I have been playing around some - I installed Firestarter on the same (virtual) machine to see if one could read the other's rules - seems they can't. But in Firestarter I specify a range as 192.168.0.100/192.168.0.150 (not sure if that actually gives me the range I want - guess I need to verity) so I tried that in Gufw. Strange results. So I tried something I could test.

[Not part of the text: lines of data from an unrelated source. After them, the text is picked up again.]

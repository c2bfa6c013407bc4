//! One-pass archive loader.
//!
//! The entry list arrives in container order, which is not necessarily
//! hierarchical and may omit directory records entirely. Explicit directory
//! records must find their parent already present; file records synthesize
//! any missing ancestors before the leaf goes in. Structural failures here
//! are fatal and abort the mount before any request is served.

use log::debug;
use thiserror::Error;

use crate::archive::{ArchiveSource, EntryMeta};
use crate::tree::index::{FileKind, NodeInit, TreeError, TreeIndex};
use crate::tree::ino::ROOT_INO;

#[derive(Debug, Error)]
pub enum LoadError {
    #[error("archive scan failed: {0}")]
    Io(#[from] std::io::Error),
    #[error("directory record {path:?} has no parent in the tree")]
    MissingParent {
        path: String,
        #[source]
        source: TreeError,
    },
    #[error("failed to insert {path:?}")]
    Insert {
        path: String,
        #[source]
        source: TreeError,
    },
}

/// Builds the tree index from the source's entry list in a single pass.
/// Every inode comes out of `derive_ino(parent_ino, base_name)` via
/// [`TreeIndex::add`]; a duplicate path overwrites the earlier record.
pub fn build_tree<S: ArchiveSource>(source: &S) -> Result<TreeIndex, LoadError> {
    let tree = TreeIndex::new();
    for entry in source.entries()? {
        let clean = normalize(&entry.name);
        if clean.is_empty() {
            // a bare "/" or "./" record is the root itself
            continue;
        }
        let (dir, base) = split_base(clean);
        if entry.is_dir() {
            let parent = tree.resolve(dir).map_err(|source| LoadError::MissingParent {
                path: entry.name.clone(),
                source,
            })?;
            tree.add(parent, base, NodeInit::Directory)
                .map_err(|source| LoadError::Insert {
                    path: entry.name.clone(),
                    source,
                })?;
        } else {
            let parent = ensure_dir(&tree, dir).map_err(|source| LoadError::Insert {
                path: entry.name.clone(),
                source,
            })?;
            tree.add(parent, base, NodeInit::FileExisting(EntryMeta::from(&entry)))
                .map_err(|source| LoadError::Insert {
                    path: entry.name.clone(),
                    source,
                })?;
        }
    }
    debug!("loaded archive into {} nodes", tree.node_count());
    Ok(tree)
}

/// Resolves `dir`, synthesizing every missing ancestor directory segment by
/// segment. An ancestor that exists as a file is a structural error.
fn ensure_dir(tree: &TreeIndex, dir: &str) -> Result<u64, TreeError> {
    let mut cur = ROOT_INO;
    for segment in dir.split('/').filter(|s| !s.is_empty()) {
        let children = tree.children(cur)?;
        cur = match children.iter().find(|c| c.name == segment) {
            Some(child) if child.kind == FileKind::Directory => child.ino,
            Some(_) => return Err(TreeError::InvalidPath),
            None => {
                debug!("synthesizing directory {segment:?}");
                tree.add(cur, segment, NodeInit::Directory)?
            }
        };
    }
    Ok(cur)
}

fn normalize(name: &str) -> &str {
    let mut n = name;
    loop {
        if let Some(rest) = n.strip_prefix("./") {
            n = rest;
        } else if let Some(rest) = n.strip_prefix('/') {
            n = rest;
        } else {
            break;
        }
    }
    n.trim_end_matches('/')
}

fn split_base(path: &str) -> (&str, &str) {
    match path.rfind('/') {
        Some(pos) => (&path[..pos], &path[pos + 1..]),
        None => ("", path),
    }
}

#[cfg(test)]
mod tests {
    use super::*;
    use crate::archive::testing::StubSource;
    use crate::tree::index::NodeView;

    #[test]
    fn synthesizes_missing_ancestors() {
        let source = StubSource::new(vec![
            ("a/", b""),
            ("a/b.txt", b"bee"),
            ("c/d/e.txt", b"eee"),
        ]);
        let tree = build_tree(&source).unwrap();

        // root + a + b.txt + c + d + e.txt
        assert_eq!(tree.node_count(), 6);
        for (path, want_dir) in [
            ("a", true),
            ("a/b.txt", false),
            ("c", true),
            ("c/d", true),
            ("c/d/e.txt", false),
        ] {
            let ino = tree.resolve(path).unwrap();
            let view = tree.node(ino).unwrap();
            assert_eq!(view.ino(), ino, "path and inode lookup disagree for {path}");
            assert_eq!(
                matches!(view, NodeView::Directory { .. }),
                want_dir,
                "wrong kind for {path}"
            );
        }
    }

    #[test]
    fn path_and_inode_indices_agree_for_every_node() {
        let source = StubSource::new(vec![
            ("x/", b""),
            ("x/y/", b""),
            ("x/y/z.bin", b"zzz"),
            ("top.txt", b"t"),
        ]);
        let tree = build_tree(&source).unwrap();
        for path in ["x", "x/y", "x/y/z.bin", "top.txt"] {
            let by_path = tree.resolve(path).unwrap();
            assert_eq!(tree.node(by_path).unwrap().ino(), by_path);
        }
    }

    #[test]
    fn empty_archive_yields_bare_root() {
        let source = StubSource::new(vec![]);
        let tree = build_tree(&source).unwrap();
        assert_eq!(tree.node_count(), 1);
        assert!(tree.children(ROOT_INO).unwrap().is_empty());
    }

    #[test]
    fn directory_record_without_parent_is_fatal() {
        let source = StubSource::new(vec![("missing/child/", b"")]);
        let err = build_tree(&source).unwrap_err();
        assert!(matches!(err, LoadError::MissingParent { .. }), "{err}");
    }

    #[test]
    fn duplicate_path_last_record_wins() {
        let source = StubSource::new(vec![("a/", b""), ("a/f.txt", b"one"), ("a/f.txt", b"three")]);
        let tree = build_tree(&source).unwrap();
        let ino = tree.resolve("a/f.txt").unwrap();
        match tree.node(ino).unwrap() {
            NodeView::FileExisting { entry, .. } => {
                assert_eq!(entry.size, 5);
                assert_eq!(entry.index, 2);
            }
            _ => panic!("expected a file node"),
        }
        let dir = tree.resolve("a").unwrap();
        assert_eq!(tree.children(dir).unwrap().len(), 1);
    }

    #[test]
    fn late_directory_record_keeps_indices_agreeing() {
        // the explicit c/ record lands after c was synthesized for the file
        let source = StubSource::new(vec![("c/d/e.txt", b"eee"), ("c/", b"")]);
        let tree = build_tree(&source).unwrap();

        // root + c + d + e.txt, and every path still reaches its node
        assert_eq!(tree.node_count(), 4);
        for path in ["c", "c/d", "c/d/e.txt"] {
            let ino = tree.resolve(path).unwrap();
            assert_eq!(tree.node(ino).unwrap().ino(), ino, "divergence at {path}");
        }
        let dir = tree.resolve("c").unwrap();
        assert_eq!(tree.children(dir).unwrap().len(), 1);
    }

    #[test]
    fn ancestor_that_is_a_file_aborts_the_load() {
        let source = StubSource::new(vec![("blocker", b"not a dir"), ("blocker/inner.txt", b"x")]);
        let err = build_tree(&source).unwrap_err();
        assert!(matches!(err, LoadError::Insert { .. }), "{err}");
    }

    #[test]
    fn leading_slashes_and_dot_segments_are_normalized() {
        let source = StubSource::new(vec![("./a/", b""), ("/a/b.txt", b"b")]);
        let tree = build_tree(&source).unwrap();
        assert!(tree.resolve("a/b.txt").is_ok());
    }
}
use std::path::PathBuf;

use anyhow::{Context, Result};
use clap::Parser;
use log::info;

use tarfs::archive::tar::TarSource;
use tarfs::fuse::ArchiveFs;
use tarfs::fuse::mount::mount_archive_unprivileged;

/// Mount a tar archive as a browsable filesystem.
#[derive(Parser, Debug)]
#[command(name = "tarfs", version, about)]
struct Cli {
    /// Path to the archive (.tar, .tar.gz or .tgz)
    archive: PathBuf,
    /// Empty directory to mount the archive on
    mount_point: PathBuf,
}

#[tokio::main(flavor = "current_thread")]
async fn main() -> Result<()> {
    env_logger::init();
    let cli = Cli::parse();

    let source = TarSource::open(&cli.archive)
        .with_context(|| format!("failed to open archive {}", cli.archive.display()))?;
    let fs = ArchiveFs::load(source).context("failed to build the archive tree")?;
    info!(
        "loaded {} into {} nodes",
        cli.archive.display(),
        fs.tree().node_count()
    );

    let handle = mount_archive_unprivileged(fs, &cli.mount_point)
        .await
        .with_context(|| format!("failed to mount on {}", cli.mount_point.display()))?;
    info!(
        "mounted {} on {}; press Ctrl-C to unmount",
        cli.archive.display(),
        cli.mount_point.display()
    );

    tokio::signal::ctrl_c()
        .await
        .context("failed to wait for Ctrl-C")?;
    info!("unmounting");
    handle.unmount().await.context("unmount failed")?;
    Ok(())
}
//! FUSE session setup for a loaded archive.
//!
//! Mounting goes through `fusermount3`, so no root privileges are needed,
//! but that path only exists on Linux; other targets get an explicit
//! `Unsupported` error instead of a half-working mount.

use std::path::Path;

use rfuse3::MountOptions;

use crate::archive::ArchiveSource;
use crate::fuse::ArchiveFs;

fn session_options() -> MountOptions {
    let uid = unsafe { libc::getuid() };
    let gid = unsafe { libc::getgid() };
    let mut options = MountOptions::default();
    // owned by the mounting user; allow_other stays off
    options.fs_name("tarfs").uid(uid).gid(gid);
    options
}

/// Mounts a loaded [`ArchiveFs`] on the given empty directory and returns
/// the handle used to unmount it.
#[cfg(target_os = "linux")]
pub async fn mount_archive_unprivileged<S: ArchiveSource>(
    fs: ArchiveFs<S>,
    mount_point: impl AsRef<Path>,
) -> std::io::Result<rfuse3::raw::MountHandle> {
    rfuse3::raw::Session::new(session_options())
        .mount_with_unprivileged(fs, mount_point)
        .await
}

#[cfg(not(target_os = "linux"))]
pub async fn mount_archive_unprivileged<S: ArchiveSource>(
    _fs: ArchiveFs<S>,
    _mount_point: impl AsRef<Path>,
) -> std::io::Result<rfuse3::raw::MountHandle> {
    let _ = session_options();
    Err(std::io::Error::new(
        std::io::ErrorKind::Unsupported,
        "tarfs can only mount archives on Linux hosts with fusermount3",
    ))
}
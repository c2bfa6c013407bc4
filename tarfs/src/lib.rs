//! tarfs: expose a tar archive as a mounted, browsable directory tree.
//!
//! The crate is split the way the mount pipeline flows: `archive` provides
//! the flat entry list and per-entry content streams, `tree` turns that list
//! into a dual-indexed node arena with synthesized intermediate directories,
//! and `fuse` serves the kernel filesystem callbacks against the arena.

pub mod archive;
pub mod fuse;
pub mod tree;
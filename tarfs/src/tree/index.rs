//! Dual-indexed node arena.
//!
//! Nodes live in one flat map keyed by inode; parent/child and the mandatory
//! `"."`/`".."` links are stored as inode references, so the cyclic
//! parent/child graph never turns into an ownership cycle. Path resolution
//! walks the per-directory name maps from the root; inode resolution is a
//! single map lookup. All mutation funnels through [`TreeIndex::add`], which
//! keeps the two addressing schemes from diverging.

use std::collections::HashMap;
use std::fs::File;
use std::sync::{Arc, RwLock};

use thiserror::Error;

use crate::archive::EntryMeta;
use crate::tree::ino::{ROOT_INO, derive_ino};

#[derive(Debug, Error, PartialEq, Eq)]
pub enum TreeError {
    #[error("no such entry")]
    NotFound,
    #[error("intermediate path segment is not a directory")]
    InvalidPath,
    #[error("node has no children")]
    NoChildren,
    #[error("unknown node {0}")]
    MissingNode(u64),
    #[error("parent and child resolve to the same node")]
    SameNode,
    #[error("parent {0} is not a directory")]
    NotDirectory(u64),
    #[error("inode {ino} already names {existing:?}")]
    InoCollision { ino: u64, existing: String },
}

/// File-or-directory discriminant for directory listings.
#[derive(Debug, Clone, Copy, PartialEq, Eq)]
pub enum FileKind {
    Directory,
    RegularFile,
}

/// One listing entry, `"."`/`".."` already excluded.
#[derive(Debug, Clone, PartialEq, Eq)]
pub struct DirChild {
    pub name: String,
    pub ino: u64,
    pub kind: FileKind,
}

#[derive(Debug)]
enum NodeKind {
    Directory { children: HashMap<String, u64> },
    FileExisting { entry: EntryMeta },
    FileNew { backing: Arc<File> },
}

impl NodeKind {
    fn file_kind(&self) -> FileKind {
        match self {
            NodeKind::Directory { .. } => FileKind::Directory,
            NodeKind::FileExisting { .. } | NodeKind::FileNew { .. } => FileKind::RegularFile,
        }
    }
}

#[derive(Debug)]
struct Node {
    name: String,
    parent: u64,
    kind: NodeKind,
}

/// Payload for [`TreeIndex::add`].
pub enum NodeInit {
    Directory,
    FileExisting(EntryMeta),
    FileNew(Arc<File>),
}

/// Cheap snapshot of a node, for callers outside the lock.
#[derive(Debug, Clone)]
pub enum NodeView {
    Directory { ino: u64, name: String },
    FileExisting { ino: u64, name: String, entry: EntryMeta },
    FileNew { ino: u64, name: String, backing: Arc<File> },
}

impl NodeView {
    pub fn ino(&self) -> u64 {
        match self {
            NodeView::Directory { ino, .. }
            | NodeView::FileExisting { ino, .. }
            | NodeView::FileNew { ino, .. } => *ino,
        }
    }

    pub fn name(&self) -> &str {
        match self {
            NodeView::Directory { name, .. }
            | NodeView::FileExisting { name, .. }
            | NodeView::FileNew { name, .. } => name,
        }
    }
}

#[derive(Debug)]
pub struct TreeIndex {
    nodes: RwLock<HashMap<u64, Node>>,
}

impl TreeIndex {
    /// Creates the index with the root directory already registered under
    /// [`ROOT_INO`]. The root's `".."` links back to itself.
    pub fn new() -> Self {
        let mut children = HashMap::new();
        children.insert(".".to_owned(), ROOT_INO);
        children.insert("..".to_owned(), ROOT_INO);
        let mut nodes = HashMap::new();
        nodes.insert(
            ROOT_INO,
            Node {
                name: "/".to_owned(),
                parent: ROOT_INO,
                kind: NodeKind::Directory { children },
            },
        );
        TreeIndex {
            nodes: RwLock::new(nodes),
        }
    }

    /// Walks the name maps from the root. `InvalidPath` when an intermediate
    /// segment is a file, `NotFound` when a segment is absent. Empty and `.`
    /// segments are ignored, so `""`, `"."` and `"/"` all resolve to the root.
    pub fn resolve(&self, path: &str) -> Result<u64, TreeError> {
        let nodes = self.nodes.read().unwrap();
        let mut cur = ROOT_INO;
        for segment in path.split('/').filter(|s| !s.is_empty() && *s != ".") {
            let node = nodes.get(&cur).ok_or(TreeError::MissingNode(cur))?;
            let NodeKind::Directory { children } = &node.kind else {
                return Err(TreeError::InvalidPath);
            };
            cur = *children.get(segment).ok_or(TreeError::NotFound)?;
        }
        Ok(cur)
    }

    /// Flat inode-map lookup, O(1).
    pub fn node(&self, ino: u64) -> Result<NodeView, TreeError> {
        let nodes = self.nodes.read().unwrap();
        let node = nodes.get(&ino).ok_or(TreeError::NotFound)?;
        Ok(match &node.kind {
            NodeKind::Directory { .. } => NodeView::Directory {
                ino,
                name: node.name.clone(),
            },
            NodeKind::FileExisting { entry } => NodeView::FileExisting {
                ino,
                name: node.name.clone(),
                entry: entry.clone(),
            },
            NodeKind::FileNew { backing } => NodeView::FileNew {
                ino,
                name: node.name.clone(),
                backing: backing.clone(),
            },
        })
    }

    pub fn parent_of(&self, ino: u64) -> Result<u64, TreeError> {
        let nodes = self.nodes.read().unwrap();
        nodes
            .get(&ino)
            .map(|n| n.parent)
            .ok_or(TreeError::NotFound)
    }

    /// All children excluding `"."`/`".."`, order unspecified. `NoChildren`
    /// for file nodes; an empty directory yields an empty vec.
    pub fn children(&self, ino: u64) -> Result<Vec<DirChild>, TreeError> {
        let nodes = self.nodes.read().unwrap();
        let node = nodes.get(&ino).ok_or(TreeError::NotFound)?;
        let NodeKind::Directory { children } = &node.kind else {
            return Err(TreeError::NoChildren);
        };
        let mut out = Vec::with_capacity(children.len().saturating_sub(2));
        for (name, &child_ino) in children {
            if name == "." || name == ".." {
                continue;
            }
            let child = nodes.get(&child_ino).ok_or(TreeError::MissingNode(child_ino))?;
            out.push(DirChild {
                name: name.clone(),
                ino: child_ino,
                kind: child.kind.file_kind(),
            });
        }
        Ok(out)
    }

    pub fn node_count(&self) -> usize {
        self.nodes.read().unwrap().len()
    }

    /// Registers `name` under `parent_ino` in both indices and returns the
    /// derived inode. For directories the child's `"."`/`".."` links are
    /// seeded in the same commit. A duplicate `(parent, name)` pair
    /// overwrites the prior mapping: a directory record landing on an
    /// existing directory keeps its children (metadata refresh), while an
    /// overwrite that turns a directory into a file evicts the old subtree
    /// from the flat map so the two indices cannot disagree. The same inode
    /// surfacing for a distinct path is an [`TreeError::InoCollision`].
    ///
    /// The call is atomic: validation happens before any mutation, under the
    /// single write lock, so a failed add leaves both indices untouched.
    pub fn add(&self, parent_ino: u64, name: &str, init: NodeInit) -> Result<u64, TreeError> {
        self.add_node(parent_ino, derive_ino(parent_ino, name), name, init)
    }

    fn add_node(
        &self,
        parent_ino: u64,
        ino: u64,
        name: &str,
        init: NodeInit,
    ) -> Result<u64, TreeError> {
        if name.is_empty() || name == "." || name == ".." || name.contains('/') {
            return Err(TreeError::InvalidPath);
        }
        if ino == parent_ino {
            return Err(TreeError::SameNode);
        }

        let mut nodes = self.nodes.write().unwrap();
        {
            let parent = nodes
                .get(&parent_ino)
                .ok_or(TreeError::MissingNode(parent_ino))?;
            let NodeKind::Directory { children } = &parent.kind else {
                return Err(TreeError::NotDirectory(parent_ino));
            };
            if let Some(existing) = nodes.get(&ino) {
                let same_slot = existing.parent == parent_ino
                    && existing.name == name
                    && children.get(name) == Some(&ino);
                if !same_slot {
                    return Err(TreeError::InoCollision {
                        ino,
                        existing: existing.name.clone(),
                    });
                }
            }
        }

        let kind = match init {
            NodeInit::Directory => match nodes.remove(&ino) {
                // duplicate directory record for the same slot: keep the
                // subtree already hanging off the node instead of reseeding
                Some(Node {
                    kind: NodeKind::Directory { children },
                    ..
                }) => NodeKind::Directory { children },
                _ => {
                    let mut children = HashMap::new();
                    children.insert(".".to_owned(), ino);
                    children.insert("..".to_owned(), parent_ino);
                    NodeKind::Directory { children }
                }
            },
            NodeInit::FileExisting(entry) => NodeKind::FileExisting { entry },
            NodeInit::FileNew(backing) => NodeKind::FileNew { backing },
        };
        if !matches!(kind, NodeKind::Directory { .. }) {
            // a directory overwritten by a file would leave its subtree
            // reachable through the flat map only; drop it from both schemes
            if let Some(Node {
                kind: NodeKind::Directory { children },
                ..
            }) = nodes.remove(&ino)
            {
                evict_subtree(&mut nodes, &children);
            }
        }
        nodes.insert(
            ino,
            Node {
                name: name.to_owned(),
                parent: parent_ino,
                kind,
            },
        );
        if let Some(Node {
            kind: NodeKind::Directory { children },
            ..
        }) = nodes.get_mut(&parent_ino)
        {
            children.insert(name.to_owned(), ino);
        }
        Ok(ino)
    }
}

impl Default for TreeIndex {
    fn default() -> Self {
        Self::new()
    }
}

fn evict_subtree(nodes: &mut HashMap<u64, Node>, children: &HashMap<String, u64>) {
    for (name, child_ino) in children {
        if name == "." || name == ".." {
            continue;
        }
        if let Some(child) = nodes.remove(child_ino) {
            if let NodeKind::Directory { children } = &child.kind {
                evict_subtree(nodes, children);
            }
        }
    }
}
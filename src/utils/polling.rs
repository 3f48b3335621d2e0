/// Polling utilities for waiting on conditions with timeout
use std::future::Future;
use std::time::{Duration, Instant};
use tracing::info;

use crate::azure::error::{AksError, Result};

/// Configuration for polling operations
pub struct PollingConfig {
    pub timeout: Duration,
    pub interval: Duration,
    pub description: String,
}

impl PollingConfig {
    /// Create a new polling configuration
    pub fn new(timeout: Duration, interval: Duration, description: impl Into<String>) -> Self {
        Self {
            timeout,
            interval,
            description: description.into(),
        }
    }

    /// Poll until condition is met or timeout
    ///
    /// The condition function should return:
    /// - Ok(Some(T)) when condition is met (returns T)
    /// - Ok(None) when condition is not yet met (continues polling)
    /// - Err(e) when an error occurs (stops polling and returns error)
    pub async fn poll<F, Fut, T>(&self, condition: F) -> Result<T>
    where
        F: Fn() -> Fut,
        Fut: Future<Output = Result<Option<T>>>,
    {
        info!("{}...", self.description);

        let start = Instant::now();

        loop {
            if let Some(value) = condition().await? {
                info!("✓ {}", self.description);
                return Ok(value);
            }

            if start.elapsed() > self.timeout {
                return Err(AksError::Timeout {
                    secs: self.timeout.as_secs(),
                    description: self.description.clone(),
                });
            }

            tokio::time::sleep(self.interval).await;
        }
    }
}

From 192.168.0.120/192.168.0.150 to port 22. According to the gui this produced a rule
Quote:
To 22/tcp
Action ALLOW IN
From 192.168.0.16/192.169.0.150
but according to the log
Quote:
ufw allow in proto tcp from 192.168.0.120/192.168.0.150 to any port 2
sudo ufw status shows
Quote:
To Action From
-- ------ ----
22/tcp ALLOW 192.168.0.16/192.168.0.150
And to test it I attempted to connect from by desktop at 192.168.0.112 (worked but should NOT have) and from my netbook at 192.168.0.123 (did NOT work but SHOULD have).

Perhaps it is interpreting the slash to mean a netmask.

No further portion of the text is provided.